• [HOW TO COMPLETE THIS TASK]: Please set down exactly the lines of the listing below from the line containing "classes; trees are" through the line containing "if num_leaves <= 1", both lines included, leaving out all other lines.
= Beginning of Section =
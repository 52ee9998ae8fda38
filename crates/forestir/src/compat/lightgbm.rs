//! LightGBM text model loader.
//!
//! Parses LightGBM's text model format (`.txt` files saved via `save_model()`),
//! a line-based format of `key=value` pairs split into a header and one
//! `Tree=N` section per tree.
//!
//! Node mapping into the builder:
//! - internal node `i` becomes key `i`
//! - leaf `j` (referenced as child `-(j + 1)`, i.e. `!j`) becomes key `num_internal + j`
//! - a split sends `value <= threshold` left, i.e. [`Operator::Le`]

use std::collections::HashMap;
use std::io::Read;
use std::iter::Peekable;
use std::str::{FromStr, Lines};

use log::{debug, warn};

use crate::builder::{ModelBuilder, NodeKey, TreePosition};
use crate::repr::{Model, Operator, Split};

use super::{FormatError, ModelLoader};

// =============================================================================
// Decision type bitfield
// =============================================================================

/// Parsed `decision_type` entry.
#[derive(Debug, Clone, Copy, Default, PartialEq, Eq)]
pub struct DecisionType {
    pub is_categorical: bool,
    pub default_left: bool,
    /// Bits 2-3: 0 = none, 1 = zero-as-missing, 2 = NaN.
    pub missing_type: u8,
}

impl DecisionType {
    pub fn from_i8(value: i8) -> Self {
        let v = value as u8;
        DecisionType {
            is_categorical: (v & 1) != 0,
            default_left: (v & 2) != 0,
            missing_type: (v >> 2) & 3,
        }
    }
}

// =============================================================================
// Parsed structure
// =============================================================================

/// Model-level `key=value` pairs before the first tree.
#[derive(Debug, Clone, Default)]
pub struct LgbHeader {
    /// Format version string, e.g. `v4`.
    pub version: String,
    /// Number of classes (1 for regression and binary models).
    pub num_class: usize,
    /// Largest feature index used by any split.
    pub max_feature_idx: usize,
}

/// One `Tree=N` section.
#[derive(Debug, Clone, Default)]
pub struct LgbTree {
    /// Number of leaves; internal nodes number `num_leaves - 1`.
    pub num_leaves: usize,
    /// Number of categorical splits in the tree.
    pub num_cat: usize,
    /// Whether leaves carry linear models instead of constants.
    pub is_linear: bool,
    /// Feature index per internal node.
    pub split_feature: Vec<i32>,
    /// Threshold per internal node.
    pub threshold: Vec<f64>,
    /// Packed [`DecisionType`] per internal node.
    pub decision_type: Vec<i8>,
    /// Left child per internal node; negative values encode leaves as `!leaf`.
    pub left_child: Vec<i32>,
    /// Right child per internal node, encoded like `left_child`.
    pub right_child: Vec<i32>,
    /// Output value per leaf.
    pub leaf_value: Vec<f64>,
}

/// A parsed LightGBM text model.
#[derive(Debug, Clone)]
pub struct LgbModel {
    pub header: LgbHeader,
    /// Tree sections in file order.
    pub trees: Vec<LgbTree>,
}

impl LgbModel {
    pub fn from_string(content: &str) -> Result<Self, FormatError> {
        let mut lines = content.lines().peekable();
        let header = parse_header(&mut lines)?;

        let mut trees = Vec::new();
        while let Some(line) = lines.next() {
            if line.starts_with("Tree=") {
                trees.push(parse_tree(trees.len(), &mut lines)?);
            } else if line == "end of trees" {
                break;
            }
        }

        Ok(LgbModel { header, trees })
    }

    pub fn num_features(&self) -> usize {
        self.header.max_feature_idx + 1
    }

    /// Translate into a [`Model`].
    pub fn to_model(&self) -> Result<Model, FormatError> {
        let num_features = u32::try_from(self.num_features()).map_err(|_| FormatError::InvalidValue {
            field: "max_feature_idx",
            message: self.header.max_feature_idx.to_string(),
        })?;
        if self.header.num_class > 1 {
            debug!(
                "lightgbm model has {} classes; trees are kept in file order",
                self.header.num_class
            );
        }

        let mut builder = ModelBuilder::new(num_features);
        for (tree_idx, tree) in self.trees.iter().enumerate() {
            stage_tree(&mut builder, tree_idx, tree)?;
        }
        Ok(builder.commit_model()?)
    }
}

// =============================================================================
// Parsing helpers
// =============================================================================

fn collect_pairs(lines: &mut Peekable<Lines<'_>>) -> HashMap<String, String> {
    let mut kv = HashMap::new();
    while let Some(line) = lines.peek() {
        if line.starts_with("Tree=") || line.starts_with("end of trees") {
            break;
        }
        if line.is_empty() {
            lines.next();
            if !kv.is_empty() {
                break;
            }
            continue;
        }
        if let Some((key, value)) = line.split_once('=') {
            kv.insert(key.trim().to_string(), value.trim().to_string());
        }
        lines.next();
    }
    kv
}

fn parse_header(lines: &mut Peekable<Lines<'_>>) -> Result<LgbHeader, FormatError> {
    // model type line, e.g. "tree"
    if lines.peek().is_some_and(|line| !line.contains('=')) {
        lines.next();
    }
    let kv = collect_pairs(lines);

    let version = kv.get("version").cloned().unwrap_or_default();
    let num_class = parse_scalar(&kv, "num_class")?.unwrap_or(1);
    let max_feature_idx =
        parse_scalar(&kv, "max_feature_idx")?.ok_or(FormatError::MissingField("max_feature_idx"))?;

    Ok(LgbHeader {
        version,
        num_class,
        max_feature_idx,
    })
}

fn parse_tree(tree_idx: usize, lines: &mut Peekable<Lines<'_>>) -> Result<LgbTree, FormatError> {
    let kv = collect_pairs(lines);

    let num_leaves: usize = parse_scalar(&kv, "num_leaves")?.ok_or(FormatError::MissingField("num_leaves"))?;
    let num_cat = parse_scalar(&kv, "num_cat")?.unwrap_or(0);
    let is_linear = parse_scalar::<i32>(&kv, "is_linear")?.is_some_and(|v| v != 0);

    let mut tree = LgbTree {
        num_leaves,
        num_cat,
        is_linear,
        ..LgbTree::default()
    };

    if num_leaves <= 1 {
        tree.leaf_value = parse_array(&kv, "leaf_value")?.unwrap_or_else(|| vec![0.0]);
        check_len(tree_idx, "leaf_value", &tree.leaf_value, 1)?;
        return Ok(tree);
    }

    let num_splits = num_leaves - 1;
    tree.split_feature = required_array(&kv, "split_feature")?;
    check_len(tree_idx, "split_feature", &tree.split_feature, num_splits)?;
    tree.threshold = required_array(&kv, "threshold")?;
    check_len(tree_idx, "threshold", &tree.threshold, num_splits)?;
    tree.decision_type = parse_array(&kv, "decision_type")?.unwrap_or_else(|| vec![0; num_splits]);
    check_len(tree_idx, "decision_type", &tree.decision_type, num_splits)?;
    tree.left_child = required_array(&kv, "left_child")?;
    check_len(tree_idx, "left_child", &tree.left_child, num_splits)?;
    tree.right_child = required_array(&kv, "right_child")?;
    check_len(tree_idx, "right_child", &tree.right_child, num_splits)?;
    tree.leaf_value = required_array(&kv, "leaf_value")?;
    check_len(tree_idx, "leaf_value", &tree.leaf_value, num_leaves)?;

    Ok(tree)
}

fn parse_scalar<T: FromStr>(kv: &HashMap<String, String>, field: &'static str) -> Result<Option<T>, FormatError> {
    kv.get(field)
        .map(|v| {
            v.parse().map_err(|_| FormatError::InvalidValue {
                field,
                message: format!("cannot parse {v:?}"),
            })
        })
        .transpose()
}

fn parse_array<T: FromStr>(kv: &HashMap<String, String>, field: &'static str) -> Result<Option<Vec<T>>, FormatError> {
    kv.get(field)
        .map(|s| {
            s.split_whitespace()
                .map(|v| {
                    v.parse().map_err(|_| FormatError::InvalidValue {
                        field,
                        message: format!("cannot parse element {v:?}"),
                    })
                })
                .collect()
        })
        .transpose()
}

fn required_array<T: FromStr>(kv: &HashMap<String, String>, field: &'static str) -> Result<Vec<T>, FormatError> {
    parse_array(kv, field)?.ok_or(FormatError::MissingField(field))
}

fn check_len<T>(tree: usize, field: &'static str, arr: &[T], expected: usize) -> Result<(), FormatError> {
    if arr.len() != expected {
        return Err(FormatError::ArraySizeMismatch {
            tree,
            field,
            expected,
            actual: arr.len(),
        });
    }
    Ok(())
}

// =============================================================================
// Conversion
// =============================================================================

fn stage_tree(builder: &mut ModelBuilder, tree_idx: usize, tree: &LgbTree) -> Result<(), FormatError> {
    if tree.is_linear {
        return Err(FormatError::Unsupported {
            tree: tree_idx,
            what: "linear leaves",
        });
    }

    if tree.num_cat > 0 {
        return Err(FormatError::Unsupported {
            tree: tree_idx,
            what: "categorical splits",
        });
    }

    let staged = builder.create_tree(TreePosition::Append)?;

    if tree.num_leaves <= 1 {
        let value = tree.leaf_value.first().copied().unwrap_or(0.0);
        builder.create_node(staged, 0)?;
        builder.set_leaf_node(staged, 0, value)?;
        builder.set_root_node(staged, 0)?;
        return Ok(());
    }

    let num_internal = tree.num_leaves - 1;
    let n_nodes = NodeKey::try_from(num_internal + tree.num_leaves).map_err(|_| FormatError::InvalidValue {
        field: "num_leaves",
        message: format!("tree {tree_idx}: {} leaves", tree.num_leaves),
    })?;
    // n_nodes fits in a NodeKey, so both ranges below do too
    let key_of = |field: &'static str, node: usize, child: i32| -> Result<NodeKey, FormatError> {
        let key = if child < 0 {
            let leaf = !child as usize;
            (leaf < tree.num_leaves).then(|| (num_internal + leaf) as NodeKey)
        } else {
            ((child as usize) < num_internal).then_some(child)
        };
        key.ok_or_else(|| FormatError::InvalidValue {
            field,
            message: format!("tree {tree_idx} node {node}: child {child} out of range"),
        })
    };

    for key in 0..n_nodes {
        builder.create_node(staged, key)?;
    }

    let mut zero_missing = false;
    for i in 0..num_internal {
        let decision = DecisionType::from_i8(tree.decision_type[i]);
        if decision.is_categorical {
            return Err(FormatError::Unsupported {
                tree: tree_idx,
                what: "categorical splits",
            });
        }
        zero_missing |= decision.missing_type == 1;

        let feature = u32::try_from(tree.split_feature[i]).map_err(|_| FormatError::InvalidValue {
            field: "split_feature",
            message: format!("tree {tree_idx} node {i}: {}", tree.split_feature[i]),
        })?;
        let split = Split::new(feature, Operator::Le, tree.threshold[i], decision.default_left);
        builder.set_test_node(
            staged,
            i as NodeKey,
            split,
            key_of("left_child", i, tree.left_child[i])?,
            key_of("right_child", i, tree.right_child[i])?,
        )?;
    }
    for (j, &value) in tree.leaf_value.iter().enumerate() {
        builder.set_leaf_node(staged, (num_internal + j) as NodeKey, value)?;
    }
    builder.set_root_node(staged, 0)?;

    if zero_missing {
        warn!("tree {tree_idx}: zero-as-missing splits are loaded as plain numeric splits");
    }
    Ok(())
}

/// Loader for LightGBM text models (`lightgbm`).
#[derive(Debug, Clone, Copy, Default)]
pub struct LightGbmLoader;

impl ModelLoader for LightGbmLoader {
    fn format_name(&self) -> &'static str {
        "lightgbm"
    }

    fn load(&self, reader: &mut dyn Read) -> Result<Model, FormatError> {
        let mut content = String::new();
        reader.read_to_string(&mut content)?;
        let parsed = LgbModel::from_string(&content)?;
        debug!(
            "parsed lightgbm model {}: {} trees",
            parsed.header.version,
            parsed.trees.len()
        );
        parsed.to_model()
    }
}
= End of Section =
= Beginning of Section =
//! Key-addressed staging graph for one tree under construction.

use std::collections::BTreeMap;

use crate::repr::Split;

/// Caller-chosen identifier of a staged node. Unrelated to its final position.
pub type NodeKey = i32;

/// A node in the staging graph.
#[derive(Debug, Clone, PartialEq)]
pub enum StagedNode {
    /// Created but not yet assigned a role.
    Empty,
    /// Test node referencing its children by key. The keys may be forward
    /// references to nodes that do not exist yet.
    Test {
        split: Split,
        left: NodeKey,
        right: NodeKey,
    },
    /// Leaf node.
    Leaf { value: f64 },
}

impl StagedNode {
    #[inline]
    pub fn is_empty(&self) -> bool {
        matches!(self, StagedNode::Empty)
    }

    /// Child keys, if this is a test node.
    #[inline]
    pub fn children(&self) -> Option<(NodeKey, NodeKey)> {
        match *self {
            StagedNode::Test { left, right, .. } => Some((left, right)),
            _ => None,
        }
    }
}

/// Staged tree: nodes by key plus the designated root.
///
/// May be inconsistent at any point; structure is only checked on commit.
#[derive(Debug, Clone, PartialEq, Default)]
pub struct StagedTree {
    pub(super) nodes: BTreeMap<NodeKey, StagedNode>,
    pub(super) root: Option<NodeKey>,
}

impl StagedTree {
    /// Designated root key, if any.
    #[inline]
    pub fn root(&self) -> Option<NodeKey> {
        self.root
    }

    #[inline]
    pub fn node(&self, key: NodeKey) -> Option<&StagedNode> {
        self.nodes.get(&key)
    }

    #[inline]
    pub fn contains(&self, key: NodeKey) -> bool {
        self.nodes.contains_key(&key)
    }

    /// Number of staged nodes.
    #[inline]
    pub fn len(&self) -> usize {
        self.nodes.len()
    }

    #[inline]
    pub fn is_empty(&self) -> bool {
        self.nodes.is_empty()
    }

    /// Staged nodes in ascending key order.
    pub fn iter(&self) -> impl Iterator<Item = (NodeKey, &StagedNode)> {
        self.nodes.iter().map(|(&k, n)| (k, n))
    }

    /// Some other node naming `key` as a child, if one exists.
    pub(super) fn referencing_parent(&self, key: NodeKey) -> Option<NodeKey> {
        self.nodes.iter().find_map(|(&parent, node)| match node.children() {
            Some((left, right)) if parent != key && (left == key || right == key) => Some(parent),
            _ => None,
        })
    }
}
= End of Section =
= Beginning of Section =
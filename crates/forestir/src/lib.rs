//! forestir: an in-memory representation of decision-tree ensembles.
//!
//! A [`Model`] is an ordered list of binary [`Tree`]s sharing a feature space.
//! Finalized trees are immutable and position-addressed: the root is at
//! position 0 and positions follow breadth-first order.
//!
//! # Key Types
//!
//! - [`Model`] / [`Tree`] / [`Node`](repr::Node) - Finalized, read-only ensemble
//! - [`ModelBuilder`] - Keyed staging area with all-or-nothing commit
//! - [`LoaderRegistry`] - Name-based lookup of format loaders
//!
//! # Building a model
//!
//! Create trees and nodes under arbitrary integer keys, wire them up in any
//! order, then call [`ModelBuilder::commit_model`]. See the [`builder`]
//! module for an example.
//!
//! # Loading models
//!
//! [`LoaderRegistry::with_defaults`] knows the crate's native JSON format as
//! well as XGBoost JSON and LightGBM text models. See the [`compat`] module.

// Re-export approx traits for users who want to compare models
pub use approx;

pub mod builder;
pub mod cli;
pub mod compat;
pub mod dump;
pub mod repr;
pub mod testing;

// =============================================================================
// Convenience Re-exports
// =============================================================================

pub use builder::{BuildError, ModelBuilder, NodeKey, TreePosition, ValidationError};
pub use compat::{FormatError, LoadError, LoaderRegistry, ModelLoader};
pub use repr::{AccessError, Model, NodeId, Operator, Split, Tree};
= End of Section =
• [TASK OUTPUT]:
                "lightgbm model has {} classes; trees are kept in file order",
                self.header.num_class
            );
        }

        let mut builder = ModelBuilder::new(num_features);
        for (tree_idx, tree) in self.trees.iter().enumerate() {
            stage_tree(&mut builder, tree_idx, tree)?;
        }
        Ok(builder.commit_model()?)
    }
}

// =============================================================================
// Parsing helpers
// =============================================================================

fn collect_pairs(lines: &mut Peekable<Lines<'_>>) -> HashMap<String, String> {
    let mut kv = HashMap::new();
    while let Some(line) = lines.peek() {
        if line.starts_with("Tree=") || line.starts_with("end of trees") {
            break;
        }
        if line.is_empty() {
            lines.next();
            if !kv.is_empty() {
                break;
            }
            continue;
        }
        if let Some((key, value)) = line.split_once('=') {
            kv.insert(key.trim().to_string(), value.trim().to_string());
        }
        lines.next();
    }
    kv
}

fn parse_header(lines: &mut Peekable<Lines<'_>>) -> Result<LgbHeader, FormatError> {
    // model type line, e.g. "tree"
    if lines.peek().is_some_and(|line| !line.contains('=')) {
        lines.next();
    }
    let kv = collect_pairs(lines);

    let version = kv.get("version").cloned().unwrap_or_default();
    let num_class = parse_scalar(&kv, "num_class")?.unwrap_or(1);
    let max_feature_idx =
        parse_scalar(&kv, "max_feature_idx")?.ok_or(FormatError::MissingField("max_feature_idx"))?;

    Ok(LgbHeader {
        version,
        num_class,
        max_feature_idx,
    })
}

fn parse_tree(tree_idx: usize, lines: &mut Peekable<Lines<'_>>) -> Result<LgbTree, FormatError> {
    let kv = collect_pairs(lines);

    let num_leaves: usize = parse_scalar(&kv, "num_leaves")?.ok_or(FormatError::MissingField("num_leaves"))?;
    let num_cat = parse_scalar(&kv, "num_cat")?.unwrap_or(0);
    let is_linear = parse_scalar::<i32>(&kv, "is_linear")?.is_some_and(|v| v != 0);

    let mut tree = LgbTree {
        num_leaves,
        num_cat,
        is_linear,
        ..LgbTree::default()
    };

    if num_leaves <= 1 {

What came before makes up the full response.